<<<<
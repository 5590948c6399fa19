use serde::ser::SerializeMap;
use serde::{Deserialize, Serialize, Serializer};
use std::collections::BTreeMap;

/// One confirmed detection. `timestamp` is the record's unique id.
#[derive(Clone, Debug, PartialEq, Serialize, Deserialize)]
pub struct DetectionRecord {
    pub timestamp: String,
    pub food: String,
    pub confidence: f64,
    /// Resolved when logged; later calorie table changes do not apply.
    pub calories: i64,
}

/// Aggregates for one calendar date.
#[derive(Clone, Debug, Default, PartialEq, Eq, Serialize, Deserialize)]
pub struct DailySummary {
    #[serde(default)]
    pub total_calories: i64,
    #[serde(default)]
    pub foods: BTreeMap<String, i64>,
    #[serde(default)]
    pub detection_count: i64,
}

impl DailySummary {
    pub(crate) fn add(&mut self, food: &str, calories: i64) {
        self.total_calories += calories;
        self.detection_count += 1;
        *self.foods.entry(food.to_string()).or_insert(0) += 1;
    }

    pub(crate) fn remove(&mut self, food: &str, calories: i64) {
        self.total_calories -= calories;
        self.detection_count -= 1;
        if let Some(count) = self.foods.get_mut(food) {
            *count -= 1;
            if *count <= 0 {
                self.foods.remove(food);
            }
        }
    }
}

/// Date (`YYYY-MM-DD`) to summary.
pub type DailyLog = BTreeMap<String, DailySummary>;

/// Daily summaries for the last seven days, today first. Serializes as a
/// JSON object keyed by date in that order.
#[derive(Clone, Debug, Default, PartialEq)]
pub struct WeeklySummary {
    days: Vec<(String, DailySummary)>,
}

impl WeeklySummary {
    pub(crate) fn push(&mut self, date: String, summary: DailySummary) {
        self.days.push((date, summary));
    }

    pub fn len(&self) -> usize {
        self.days.len()
    }

    pub fn is_empty(&self) -> bool {
        self.days.is_empty()
    }

    pub fn get(&self, date: &str) -> Option<&DailySummary> {
        self.days
            .iter()
            .find(|(d, _)| d == date)
            .map(|(_, summary)| summary)
    }

    pub fn dates(&self) -> impl Iterator<Item = &str> {
        self.days.iter().map(|(d, _)| d.as_str())
    }
}

impl Serialize for WeeklySummary {
    fn serialize<S: Serializer>(&self, serializer: S) -> Result<S::Ok, S::Error> {
        let mut map = serializer.serialize_map(Some(self.days.len()))?;
        for (date, summary) in &self.days {
            map.serialize_entry(date, summary)?;
        }
        map.end()
    }
}

#[derive(Clone, Debug, PartialEq, Serialize)]
pub struct AllTimeStats {
    pub total_calories: i64,
    pub total_detections: usize,
    pub days_tracked: usize,
    pub avg_calories_per_day: f64,
    pub most_detected_food: String,
    pub most_detected_count: usize,
}

/// Round to `places` decimal places.
pub(crate) fn round_to(value: f64, places: i32) -> f64 {
    let factor = 10f64.powi(places);
    (value * factor).round() / factor
}

#[cfg(test)]
mod tests {
    use super::*;

    #[test]
    fn remove_drops_exhausted_food_entries() {
        let mut day = DailySummary::default();
        day.add("Apple", 95);
        day.add("Apple", 95);
        day.add("Pizza", 285);
        day.remove("Apple", 95);
        assert_eq!(day.foods.get("Apple"), Some(&1));
        day.remove("Apple", 95);
        assert!(!day.foods.contains_key("Apple"));
        assert_eq!(day.total_calories, 285);
        assert_eq!(day.detection_count, 1);
    }

    #[test]
    fn summary_tolerates_missing_fields() {
        let day: DailySummary = serde_json::from_str(r#"{"total_calories": 12}"#).unwrap();
        assert_eq!(day.total_calories, 12);
        assert_eq!(day.detection_count, 0);
        assert!(day.foods.is_empty());
    }

    #[test]
    fn weekly_summary_serializes_in_insertion_order() {
        let mut week = WeeklySummary::default();
        week.push("2026-05-03".to_string(), DailySummary::default());
        week.push("2026-05-02".to_string(), DailySummary::default());
        let json = serde_json::to_string(&week).unwrap();
        let newer = json.find("2026-05-03").unwrap();
        let older = json.find("2026-05-02").unwrap();
        assert!(newer < older);
        assert_eq!(week.dates().collect::<Vec<_>>(), vec!["2026-05-03", "2026-05-02"]);
    }

    #[test]
    fn rounding() {
        assert_eq!(round_to(0.876, 2), 0.88);
        assert_eq!(round_to(128.33333, 1), 128.3);
    }
}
>>>>
What this task involves: Where a line of the data above includes the string "timestamp", pull it out.

Solution for this exercise:
/// One confirmed detection. `timestamp` is the record's unique id.
    pub timestamp: String,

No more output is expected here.